A lovastatin-resistant mutant of Aspergillus terreus designated as LA4414 was rationally screened by multiple cycles of UV mutation by using the characteristic of the lovastatin resistance to its own biosynthesis. The production ability was approximate 3 times that obtained from the parent strain A. terreus ATCC 20542. The optimal and economical carbon and nitrogen sources were soluble starch and peanut meal, respectively, for hyper-production of lovastatin by the selected mutant. The final lovastatin production reached 883.2 ± 19.5 mg l−1 in the optimized medium was also 3-fold that obtained from the unoptimized medium. This may be helpful to further improve the production ability of the lovastatin-producing strain and to supply a novel idea for the hyper-production of lovastatin or many other antibiotics from bacteria and filamentous fungi.

Introduction

Lovastatin (C24H36O5, Mevinolin, Monacolin K, and Mevacor™) is a fungal secondary metabolite produced by filamentous fungi such as Aspergillus terreus via the polypeptide synthase (PKS) pathway (Alberts et al. 1980; Chan et al. 1983; Endo 1980; Yoshizawa et al. 1994). It is a pharmaceutically important compound in treating hypercholesterolemia because of its potent inhibitory activity toward hydroxymethylglutaryl-coenzyme A (HMG-CoA) reeducates, which catalyzes the rate-limiting step in cholesterol biosynthesis.

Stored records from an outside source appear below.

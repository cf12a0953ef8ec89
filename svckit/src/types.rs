use serde::{Deserialize, Serialize};
use std::fmt;
use std::net::IpAddr;
use std::time::Duration;
use chrono::{DateTime, SecondsFormat, Utc};
use uuid::Uuid;

/// A single column value as delivered by the session, rendered through `Display`.
#[derive(Debug, Clone, PartialEq)]
pub enum ColumnValue {
    Text(String),
    Int(i32),
    BigInt(i64),
    Float(f32),
    Double(f64),
    Boolean(bool),
    Blob(Vec<u8>),
    Uuid(Uuid),
    /// Milliseconds since the Unix epoch.
    Timestamp(i64),
    Inet(IpAddr),
    List(Vec<ColumnValue>),
    Map(Vec<(ColumnValue, ColumnValue)>),
    /// Kinds without a dedicated variant, already rendered by the driver.
    Other(String),
    Null,
}

impl fmt::Display for ColumnValue {
    fn fmt(&self, f: &mut fmt::Formatter<'_>) -> fmt::Result {
        match self {
            ColumnValue::Text(s) | ColumnValue::Other(s) => f.write_str(s),
            ColumnValue::Int(v) => write!(f, "{}", v),
            ColumnValue::BigInt(v) => write!(f, "{}", v),
            ColumnValue::Float(v) => write!(f, "{}", v),
            ColumnValue::Double(v) => write!(f, "{}", v),
            ColumnValue::Boolean(v) => write!(f, "{}", v),
            ColumnValue::Blob(bytes) => {
                f.write_str("0x")?;
                for b in bytes {
                    write!(f, "{:02x}", b)?;
                }
                Ok(())
            }
            ColumnValue::Uuid(id) => write!(f, "{}", id),
            ColumnValue::Timestamp(ms) => match DateTime::<Utc>::from_timestamp_millis(*ms) {
                Some(ts) => f.write_str(&ts.to_rfc3339_opts(SecondsFormat::Millis, true)),
                None => write!(f, "{}", ms),
            },
            ColumnValue::Inet(ip) => write!(f, "{}", ip),
            ColumnValue::List(items) => {
                f.write_str("[")?;
                for (i, item) in items.iter().enumerate() {
                    if i > 0 {
                        f.write_str(", ")?;
                    }
                    write!(f, "{}", item)?;
                }
                f.write_str("]")
            }
            ColumnValue::Map(entries) => {
                f.write_str("{")?;
                for (i, (k, v)) in entries.iter().enumerate() {
                    if i > 0 {
                        f.write_str(", ")?;
                    }
                    write!(f, "{}: {}", k, v)?;
                }
                f.write_str("}")
            }
            ColumnValue::Null => f.write_str("null"),
        }
    }
}

/// Column metadata returned once per result set.
#[derive(Debug, Clone, PartialEq)]
pub struct ColumnSpec {
    pub name: String,
    pub type_descriptor: String,
}

impl fmt::Display for ColumnSpec {
    fn fmt(&self, f: &mut fmt::Formatter<'_>) -> fmt::Result {
        write!(f, "{} ({})", self.name, self.type_descriptor)
    }
}

#[derive(Debug, Clone, Copy, PartialEq, Eq, Serialize, Deserialize)]
#[serde(rename_all = "snake_case")]
pub enum ConsistencyLevel {
    Any,
    One,
    Two,
    Three,
    Quorum,
    All,
    LocalQuorum,
    EachQuorum,
    LocalOne,
}

impl fmt::Display for ConsistencyLevel {
    fn fmt(&self, f: &mut fmt::Formatter<'_>) -> fmt::Result {
        let name = match self {
            ConsistencyLevel::Any => "ANY",
            ConsistencyLevel::One => "ONE",
            ConsistencyLevel::Two => "TWO",
            ConsistencyLevel::Three => "THREE",
            ConsistencyLevel::Quorum => "QUORUM",
            ConsistencyLevel::All => "ALL",
            ConsistencyLevel::LocalQuorum => "LOCAL_QUORUM",
            ConsistencyLevel::EachQuorum => "EACH_QUORUM",
            ConsistencyLevel::LocalOne => "LOCAL_ONE",
        };
        f.write_str(name)
    }
}

/// One statement inside a batch. Immutable once built.
#[derive(Debug, Clone, PartialEq)]
pub struct BatchEntry {
    statement: String,
    arguments: Vec<ColumnValue>,
    idempotent: bool,
}

impl BatchEntry {
    pub fn new(statement: impl Into<String>, arguments: Vec<ColumnValue>, idempotent: bool) -> Self {
        Self {
            statement: statement.into(),
            arguments,
            idempotent,
        }
    }

    pub fn statement(&self) -> &str {
        &self.statement
    }

    pub fn arguments(&self) -> &[ColumnValue] {
        &self.arguments
    }

    pub fn is_idempotent(&self) -> bool {
        self.idempotent
    }
}

/// Entries waiting to be flushed as one unlogged batch.
#[derive(Debug, Clone)]
pub struct BatchJob {
    entries: Vec<BatchEntry>,
    capacity: usize,
}

impl BatchJob {
    pub fn new(capacity: usize) -> Self {
        let capacity = capacity.max(1);
        Self {
            entries: Vec::with_capacity(capacity),
            capacity,
        }
    }

    pub fn push(&mut self, entry: BatchEntry) {
        self.entries.push(entry);
    }

    pub fn entries(&self) -> &[BatchEntry] {
        &self.entries
    }

    pub fn len(&self) -> usize {
        self.entries.len()
    }

    pub fn is_empty(&self) -> bool {
        self.entries.is_empty()
    }

    pub fn capacity(&self) -> usize {
        self.capacity
    }

    pub fn is_full(&self) -> bool {
        self.entries.len() >= self.capacity
    }

    /// A batch may be resubmitted only if every entry is.
    pub fn is_idempotent(&self) -> bool {
        self.entries.iter().all(BatchEntry::is_idempotent)
    }
}

/// Produced per node when a session is built, consumed only by a `ConnectObserver`.
#[derive(Debug, Clone)]
pub struct ConnectionEvent {
    pub host_id: Option<Uuid>,
    pub address: String,
    pub port: u16,
    pub error: Option<String>,
    /// Time taken to build the session, shared by every event from one build.
    pub latency: Duration,
}
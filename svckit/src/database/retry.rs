use std::fmt::Debug;
use std::future::Future;
use std::time::Duration;
use async_trait::async_trait;
use rand::Rng;
use tokio::time::sleep;
use tracing::{debug, warn};

use crate::config::RetryConfig;
use crate::errors::ClientError;
use crate::metrics;

const DEFAULT_MIN_BACKOFF: Duration = Duration::from_millis(100);
const DEFAULT_MAX_BACKOFF: Duration = Duration::from_secs(10);

/// Per-operation retry bookkeeping. Dropped when the operation terminates.
#[derive(Debug, Clone, PartialEq)]
pub struct RetryState {
    pub attempts: u32,
    pub min: Duration,
    pub max: Duration,
    pub max_attempts: u32,
}

impl RetryState {
    pub fn new(min: Duration, max: Duration, max_attempts: u32) -> Self {
        Self {
            attempts: 0,
            min,
            max,
            max_attempts,
        }
    }

    pub fn record_attempt(&mut self) {
        self.attempts = self.attempts.saturating_add(1);
    }

    pub fn exhausted(&self) -> bool {
        self.attempts > self.max_attempts
    }
}

#[derive(Debug, Clone, Copy, PartialEq, Eq)]
pub enum RetryType {
    /// Resubmit on the same connection.
    Retry,
    /// Resubmit, letting the driver pick another host.
    RetryNextHost,
    /// Surface the error without resubmitting.
    Rethrow,
}

/// Strategy consulted by the session whenever an idempotent operation fails.
#[async_trait]
pub trait RetryPolicy: Debug + Send + Sync {
    fn new_state(&self) -> RetryState;

    /// Waits out the backoff and returns `true`, or returns `false` at once when retries are exhausted.
    async fn should_retry(&self, state: &RetryState) -> bool;

    fn classify(&self, error: &ClientError) -> RetryType;
}

/// Exponential backoff with jitter, always retrying on the same connection.
#[derive(Debug, Clone)]
pub struct ExponentialBackoffRetryPolicy {
    min: Duration,
    max: Duration,
    max_attempts: u32,
}

impl ExponentialBackoffRetryPolicy {
    pub fn new(min: Duration, max: Duration, max_attempts: u32) -> Self {
        Self {
            min,
            max,
            max_attempts,
        }
    }

    pub fn from_config(config: &RetryConfig) -> Self {
        Self::new(config.min_backoff, config.max_backoff, config.max_attempts)
    }
}

impl Default for ExponentialBackoffRetryPolicy {
    fn default() -> Self {
        Self::from_config(&RetryConfig::default())
    }
}

#[async_trait]
impl RetryPolicy for ExponentialBackoffRetryPolicy {
    fn new_state(&self) -> RetryState {
        RetryState::new(self.min, self.max, self.max_attempts)
    }

    async fn should_retry(&self, state: &RetryState) -> bool {
        if state.exhausted() {
            return false;
        }
        let nap = nap_time(state.min, state.max, state.attempts);
        debug!("Backing off {:?} before attempt {}", nap, state.attempts + 1);
        sleep(nap).await;
        true
    }

    fn classify(&self, _error: &ClientError) -> RetryType {
        // Every endpoint in a region is equivalent, so switching hosts buys nothing.
        RetryType::Retry
    }
}

/// Deterministic policy for tests: same attempt cap, never sleeps.
#[derive(Debug, Clone)]
pub struct ImmediateRetryPolicy {
    max_attempts: u32,
}

impl ImmediateRetryPolicy {
    pub fn new(max_attempts: u32) -> Self {
        Self { max_attempts }
    }
}

#[async_trait]
impl RetryPolicy for ImmediateRetryPolicy {
    fn new_state(&self) -> RetryState {
        RetryState::new(Duration::ZERO, Duration::ZERO, self.max_attempts)
    }

    async fn should_retry(&self, state: &RetryState) -> bool {
        !state.exhausted()
    }

    fn classify(&self, _error: &ClientError) -> RetryType {
        RetryType::Retry
    }
}

/// Backoff for `attempt` with jitter drawn uniformly from `[-min/2, +min/2)`.
pub fn nap_time(min: Duration, max: Duration, attempt: u32) -> Duration {
    let jitter_unit: f64 = rand::thread_rng().gen_range(-0.5..0.5);
    nap_time_with_jitter(min, max, attempt, jitter_unit)
}

/// `min * 2^(attempt-1) + jitter_unit * min`, clamped to `[0, max]`.
///
/// Zero bounds fall back to 100ms and 10s.
pub fn nap_time_with_jitter(min: Duration, max: Duration, attempt: u32, jitter_unit: f64) -> Duration {
    let min = if min.is_zero() { DEFAULT_MIN_BACKOFF } else { min };
    let max = if max.is_zero() { DEFAULT_MAX_BACKOFF } else { max };

    let min_secs = min.as_secs_f64();
    let mut nap = min_secs * 2f64.powf(f64::from(attempt) - 1.0);
    nap += jitter_unit.clamp(-0.5, 0.5) * min_secs;

    if !nap.is_finite() || nap >= max.as_secs_f64() {
        return max;
    }
    Duration::from_secs_f64(nap.max(0.0))
}

/// Runs `operation`, resubmitting through `policy` while it allows.
///
/// Non-idempotent operations are never resubmitted.
pub async fn execute_with_retry<F, Fut, T>(
    policy: &dyn RetryPolicy,
    idempotent: bool,
    operation_name: &str,
    mut operation: F,
) -> Result<T, ClientError>
where
    F: FnMut() -> Fut,
    Fut: Future<Output = Result<T, ClientError>>,
{
    let mut state = policy.new_state();

    loop {
        state.record_attempt();
        let err = match operation().await {
            Ok(result) => return Ok(result),
            Err(err) => err,
        };

        if !idempotent {
            return Err(err);
        }
        if policy.classify(&err) == RetryType::Rethrow {
            return Err(err);
        }
        if !policy.should_retry(&state).await {
            warn!("{} failed after {} attempts: {}", operation_name, state.attempts, err);
            return Err(err);
        }

        warn!("{} failed (attempt {}): {}, retrying...", operation_name, state.attempts, err);
        metrics::record_retry(operation_name);
    }
}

In the basic investigations and large-scale processes, A. terreus and its mutants are the most applicable lovastatin-producer. The wild-type strains isolated from nature produce very low levels of lovastatin and thus some typical strain improvement programs such as chemical and physical mutagenesis, protoplast fusion and in vitro recombinant DNA technology are broadly applied to improve the production of lovastatin (Vilches Ferron et al. 2005; Kumar et al. 2000a, b; Lai et al. 2003; Park et al. 2004). Many antibiotics participate in feedback regulation on their related biosynthetic enzymes or inhibit the growth of their producer. Thereby, it is possible to screen an antibiotic-resistant mutant for its hyper-production. The increase of its resistance may improve the production ability of the antibiotic-producer (Demain and Adrio 2008). It is well known that the biosynthetic genes of antibiotic are clustered generally. The lowest concentration which inhibits growth of the parent strain is thus used as the primary screening concentration in the improvement program of the antibiotic-resistant mutant. It has been identified that a feedback regulation exists in lovastatin biosynthesis from A. terreus, i.e., lovastatin inhibits its own biosynthesis (Casas López et al. 2004; Jia et al. 2010). It is the foundation of a strain improvement program for hyper-production of lovastatin. To our knowledge, no such investigation is reported as currently taking place.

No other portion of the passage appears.